There’s plenty of wildlife in Paynes Prairie Preserve State Park near Gainesville, but the animals that visitors are most surprised to see in Florida are the bison and wild horses.
The bison are here because they used to live here – evidence suggests that when Spanish arrived, the great herds of American bison extended this far south.
As for the horses, the Spanish brought them, and the ones in the park are their descendants.
Paynes Prairie is a vast park (21,000 acres) that is special enough to be one of 18 Florida National Natural Landmarks. The broad savannah looks a little like the Everglades, spotted with wetlands and lakes. It is a great place for hiking, biking, camping and particularly wildlife viewing.

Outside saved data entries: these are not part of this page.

//! Spreading a bindings list into an action's positional arguments.

use crate::bindings::cons;

/// A bindings list that can be spread into a call to `F`.
///
/// Implemented for every list length the container supports, whenever `F`
/// accepts exactly that many arguments of exactly those types. Values are
/// moved into the call unchanged, so borrowed elements reach the action as
/// the same references the matcher produced.
pub trait Apply<F> {
    type Output;

    fn apply(self, action: F) -> Self::Output;
}

/// Call `action` with the elements of `bindings` as positional arguments.
///
/// # Example
///
/// ```
/// use smatch::{apply, bind};
///
/// let sum = apply(|a: i32, b: i32| a + b, bind![2, 3]);
/// assert_eq!(sum, 5);
/// ```
#[inline]
pub fn apply<F, B: Apply<F>>(action: F, bindings: B) -> B::Output {
    bindings.apply(action)
}

macro_rules! impl_apply {
    ($($ty:ident $var:ident),*) => {
        impl<Func, Ret, $($ty),*> Apply<Func> for cons!($($ty)*)
        where
            Func: FnOnce($($ty),*) -> Ret,
        {
            type Output = Ret;

            #[inline]
            fn apply(self, action: Func) -> Self::Output {
                let cons!($($var)*) = self;
                action($($var),*)
            }
        }
    };
}

impl_apply!();
impl_apply!(A a);
impl_apply!(A a, B b);
impl_apply!(A a, B b, C c);
impl_apply!(A a, B b, C c, D d);
impl_apply!(A a, B b, C c, D d, E e);
impl_apply!(A a, B b, C c, D d, E e, F f);
impl_apply!(A a, B b, C c, D d, E e, F f, G g);
impl_apply!(A a, B b, C c, D d, E e, F f, G g, H h);
impl_apply!(A a, B b, C c, D d, E e, F f, G g, H h, I i);
impl_apply!(A a, B b, C c, D d, E e, F f, G g, H h, I i, J j);
impl_apply!(A a, B b, C c, D d, E e, F f, G g, H h, I i, J j, K k);
impl_apply!(A a, B b, C c, D d, E e, F f, G g, H h, I i, J j, K k, L l);

#[cfg(test)]
mod tests;
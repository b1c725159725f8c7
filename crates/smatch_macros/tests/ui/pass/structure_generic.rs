//! Tuple, unit and generic structs.

use smatch::placeholders::{_x, otherwise};
use smatch::{ds, smatch, Structure};

#[derive(Structure)]
struct Meters(f64);

#[derive(Structure)]
struct Marker;

#[derive(Structure)]
struct Tagged<'a, T> {
    tag: &'a str,
    value: T,
}

fn main() {
    let length = smatch!(Meters(2.5), ds!(_x) => |m| *m);
    assert_eq!(length, Ok(2.5));

    let marker = smatch!(Marker, ds!() => || "marker");
    assert_eq!(marker, Ok("marker"));

    let tagged = Tagged { tag: "id", value: vec![1_u8, 2] };
    let size = smatch!(tagged,
        ds!("id", _x) => |v| v.len(),
        otherwise => || 0,
    );
    assert_eq!(size, Ok(2));
}
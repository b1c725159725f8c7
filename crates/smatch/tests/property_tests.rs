//! Property-based tests for the match engine and predicate algebra.
//!
//! Verifies over random inputs:
//! 1. Wildcard universality: `otherwise` alone always matches, binding nothing
//! 2. First-match-wins: the selected arm is the first whose predicate holds
//! 3. Idempotent conjunction: `p & p` accepts exactly what `p` accepts
//! 4. Relational accumulation: `_x.gt(lo).lt(hi)` is the open interval

use proptest::prelude::*;
use smatch::placeholders::{_x, otherwise};
use smatch::{ds, smatch, NoMatch};

proptest! {
    #[test]
    fn wildcard_matches_any_integer(n in any::<i64>()) {
        prop_assert_eq!(smatch!(n, otherwise => || ()), Ok(()));
    }

    #[test]
    fn wildcard_matches_any_string(s in ".*") {
        prop_assert_eq!(smatch!(s, otherwise => || 1_u8), Ok(1));
    }

    #[test]
    fn first_holding_arm_is_selected(n in -1000_i32..1000, a in -1000_i32..1000, b in -1000_i32..1000) {
        let (lo, hi) = if a <= b { (a, b) } else { (b, a) };
        let hit = smatch!(n,
            _x.lt(lo) => |_| 0,
            _x.le(hi) => |_| 1,
            otherwise => || 2,
        );
        let expected = if n < lo { 0 } else if n <= hi { 1 } else { 2 };
        prop_assert_eq!(hit, Ok(expected));
    }

    #[test]
    fn conjunction_with_self_is_idempotent(n in any::<i32>(), bound in any::<i32>()) {
        let p = _x.gt(bound);
        let twice = p & p;
        prop_assert_eq!(twice.test(&n), p.test(&n));
    }

    #[test]
    fn relational_methods_accumulate(n in any::<i32>(), lo in any::<i32>(), hi in any::<i32>()) {
        prop_assert_eq!(_x.gt(lo).lt(hi).test(&n), lo < n && n < hi);
    }

    #[test]
    fn structural_wildcards_return_the_fields(a in any::<u16>(), b in ".{0,8}") {
        let pair = (a, b.clone());
        let hit = smatch!(pair, ds!(_x, _x) => |x, y| (*x, y.clone()));
        prop_assert_eq!(hit, Ok((a, b)));
    }

    #[test]
    fn no_arm_matches_outside_listed_values(n in 3_u32..) {
        prop_assert_eq!(smatch!(n, 0 => || "zero", 1 => || "one", 2 => || "two"), Err(NoMatch));
    }
}
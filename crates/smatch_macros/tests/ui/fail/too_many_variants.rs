//! Error: Variants derive supports at most 16 variants.

use smatch::Variants;

#[derive(Variants)]
pub enum Big {
    A, B, C, D, E, F, G, H, I, J, K, L, M, N, O, P, Q,
}

fn main() {}
//! Smatch - first-match pattern matching over ordinary values.
//!
//! [`smatch!`] takes a subject and an ordered list of `pattern => action`
//! arms, picks the first pattern that accepts the subject, destructures the
//! subject according to that pattern and calls the action with the parts.
//!
//! ```
//! use smatch::placeholders::{_x, otherwise};
//! use smatch::{ds, smatch};
//!
//! let point = (3_i32, -1_i32);
//! let quadrant = smatch!(point,
//!     ds!(0, 0) => || "origin",
//!     ds!(_x.gt(0), _x.gt(0)) => |_, _| "first",
//!     ds!(_x.gt(0), _x.lt(0)) => |_, _| "fourth",
//!     otherwise => || "elsewhere",
//! );
//! assert_eq!(quadrant, Ok("fourth"));
//! ```
//!
//! # Architecture
//!
//! - [`Matcher`] is the registry: a (subject type, pattern type) pair is
//!   usable exactly when the pattern type implements `Matcher` for that
//!   subject. New pattern kinds are added by implementing it, never by
//!   editing the engine.
//! - A successful match extracts a [`Bindings`] list, which [`apply`]
//!   spreads into the action's arguments.
//! - [`exhaustive`] rejects, at compile time, matches over subjects with a
//!   declared variant space that leave a variant uncovered.
//! - [`Engine`] tries the arms in order; the only runtime failure is
//!   [`NoMatch`].
//!
//! # Pattern kinds
//!
//! - values: `5`, `"text"`, [`lit`]`(v)` for any `PartialEq` pair
//! - [`placeholders`]: `otherwise` and the predicate starters `_u` to `_z`
//! - [`predicate`] expressions: `_x.gt(0) & _x.lt(10)`, [`pred`]`(closure)`
//! - structural: [`ds!`]`(p1, p2)` over tuples and `#[derive(Structure)]`
//!   structs
//! - variants: [`some`], [`none`], [`ok`], [`err`], and the per-variant
//!   patterns generated by `#[derive(Variants)]`
//!
//! # Compile-time errors
//!
//! A pattern that cannot be tried against the subject reports
//! `no matcher registered for subject ... and pattern ...`:
//!
//! ```compile_fail,E0277
//! use smatch::smatch;
//!
//! let _ = smatch!(5_i32, "five" => || 5);
//! ```
//!
//! An action taking the wrong number of values:
//!
//! ```compile_fail
//! use smatch::placeholders::_x;
//! use smatch::smatch;
//!
//! fn both(a: &i32, b: &i32) -> i32 {
//!     a + b
//! }
//!
//! let _ = smatch!(5_i32, _x => both);
//! ```
//!
//! ```compile_fail,E0308
//! use smatch::placeholders::_x;
//! use smatch::smatch;
//!
//! let _ = smatch!(5_i32, _x => |a, b| 0);
//! ```
//!
//! More sub-patterns than the subject has fields:
//!
//! ```compile_fail
//! use smatch::{ds, smatch};
//!
//! let _ = smatch!((1_i32, 2_i32), ds!(1, 2, 3) => || ());
//! ```
//!
//! A match that leaves a declared variant uncovered reports
//! `not all variants are covered in match`:
//!
//! ```compile_fail,E0277
//! use smatch::placeholders::_x;
//! use smatch::{some, smatch};
//!
//! let _ = smatch!(Some(1_i32), some(_x) => |x| *x);
//! ```
//!
//! Nested variants are tracked separately, so `Some(None)` is still missing
//! here:
//!
//! ```compile_fail,E0277
//! use smatch::placeholders::_x;
//! use smatch::{none, some, smatch};
//!
//! let nested: Option<Option<i32>> = Some(None);
//! let _ = smatch!(nested, some(some(_x)) => |x| *x, none() => || 0);
//! ```
//!
//! ```compile_fail,E0277
//! use smatch::{smatch, Variants};
//!
//! #[derive(Variants)]
//! enum Light {
//!     Red,
//!     Amber,
//!     Green,
//! }
//!
//! let _ = smatch!(Light::Amber, light::Red => || 0, light::Green => || 2);
//! ```

mod apply;
mod bindings;
mod engine;
mod errors;
pub mod exhaustive;
mod matcher;
mod optional;
pub mod placeholders;
pub mod predicate;
mod structure;

pub use apply::{apply, Apply};
pub use bindings::{Append, Bindings};
pub use engine::Engine;
pub use errors::{MatchResult, NoMatch};
pub use exhaustive::{Coverage, Exhaustive, Totality};
pub use matcher::{lit, match_check, match_get, Literal, Matcher, Otherwise};
pub use optional::{err, none, ok, some, ErrOf, NoneOf, OkOf, SomeOf};
pub use predicate::{operand, pred, Operand, Predicate, Test};
pub use structure::{ds, Destructure, FieldPatterns, IntoFieldPatterns, Rest, Structure};

pub use smatch_macros::{Structure, Variants};
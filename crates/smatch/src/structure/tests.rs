use super::*;
use crate::exhaustive::Missing;
use crate::matcher::{match_check, match_get, Otherwise};
use crate::placeholders::{_x, _y};
use pretty_assertions::assert_eq;
use std::marker::PhantomData;

struct Account {
    id: u32,
    owner: String,
    balance: i64,
}

impl Structure for Account {
    type Fields<'s> = (&'s u32, (&'s String, (&'s i64, ())))
    where
        Self: 's;

    fn fields(&self) -> Self::Fields<'_> {
        (&self.id, (&self.owner, (&self.balance, ())))
    }
}

fn account() -> Account {
    Account {
        id: 7,
        owner: String::from("grace"),
        balance: -20,
    }
}

fn flag_of<T: Totality>(_pattern: &T) -> PhantomData<T::Flag> {
    PhantomData
}

#[test]
fn test_tuple_fields_in_declaration_order() {
    let pair = (1_u8, 'b');
    let (first, (second, ())) = pair.fields();
    assert!(std::ptr::eq(first, &pair.0));
    assert!(std::ptr::eq(second, &pair.1));
}

#[test]
fn test_full_pattern_matches_every_field() {
    let subject = (1_i32, 2_i32);
    assert!(match_check(&subject, &ds!(1_i32, 2_i32)));
    assert!(!match_check(&subject, &ds!(1_i32, 3_i32)));
    assert!(!match_check(&subject, &ds!(0_i32, 2_i32)));
}

#[test]
fn test_prefix_pattern_ignores_trailing_fields() {
    let subject = account();
    assert!(match_check(&subject, &ds!(7_u32)));
    assert!(match_check(&subject, &ds!(7_u32, "grace")));
    assert!(match_check(&subject, &ds!()));
    assert!(!match_check(&subject, &ds!(8_u32)));
}

#[test]
fn test_extraction_concatenates_in_field_order() {
    let subject = account();
    let bound = match_get(&subject, &ds!(_x, Otherwise, _y));
    let (id, balance) = crate::Bindings::into_tuple(bound);
    assert_eq!(*id, 7);
    assert_eq!(*balance, -20);
    assert!(std::ptr::eq(balance, &subject.balance));
}

#[test]
fn test_extraction_skips_fields_without_bindings() {
    let subject = account();
    let bound = match_get(&subject, &ds!(7_u32, _x));
    let (owner,) = crate::Bindings::into_tuple(bound);
    assert_eq!(owner, "grace");
}

#[test]
fn test_check_short_circuits_left_to_right() {
    let seen = std::cell::Cell::new(false);
    let guard = crate::pred(|_: &String| {
        seen.set(true);
        true
    });
    assert!(!match_check(&account(), &ds!(0_u32, guard)));
    assert!(!seen.get());
}

#[test]
fn test_nested_structures() {
    let subject = ((1_i32, 'a'), "tail");
    assert!(match_check(&subject, &ds!(ds!(1_i32, 'a'), "tail")));
    assert!(!match_check(&subject, &ds!(ds!(1_i32, 'b'))));

    let bound = match_get(&subject, &ds!(ds!(_x, _y), _x));
    let (number, letter, text) = crate::Bindings::into_tuple(bound);
    assert_eq!((*number, *letter, *text), (1, 'a', "tail"));
}

#[test]
fn test_function_and_macro_spellings_agree() {
    assert_eq!(ds((1, 2)), ds!(1, 2));
    assert_eq!(ds!(1).into_inner(), (1, Rest));
    assert_eq!(Destructure::new((1, Rest)), ds!(1));
}

#[test]
fn test_totality_requires_every_sub_pattern_total() {
    let _: PhantomData<Covered> = flag_of(&ds!(_x, Otherwise));
    let _: PhantomData<Covered> = flag_of(&ds!());
    let _: PhantomData<Missing> = flag_of(&ds!(_x, 3_u8));
}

Because no roads cross the park, you access it from either its southern or its northern end, and each has its own attractions.
The northern end of the park has the justifiably famous La Chua Trail, where you can expect to see alligators. In winter, they’re piled in a heap in the marsh area at the start of the trail, near the Alachua Sink, a natural sinkhole that drains water collected on the marsh into the aquifer. They’re also lurking in the weeds along the trail. (Watch your step.)
The trail starts with a boardwalk with good views over the sink, the wetland and its wading birds. Beyond the boardwalk, a grassy trail extends 1.5 miles into the prairie with a wildlife viewing platform at the end. (In summer, you should take this walk only if well-prepared – there is no shade and temperatures can push 100.)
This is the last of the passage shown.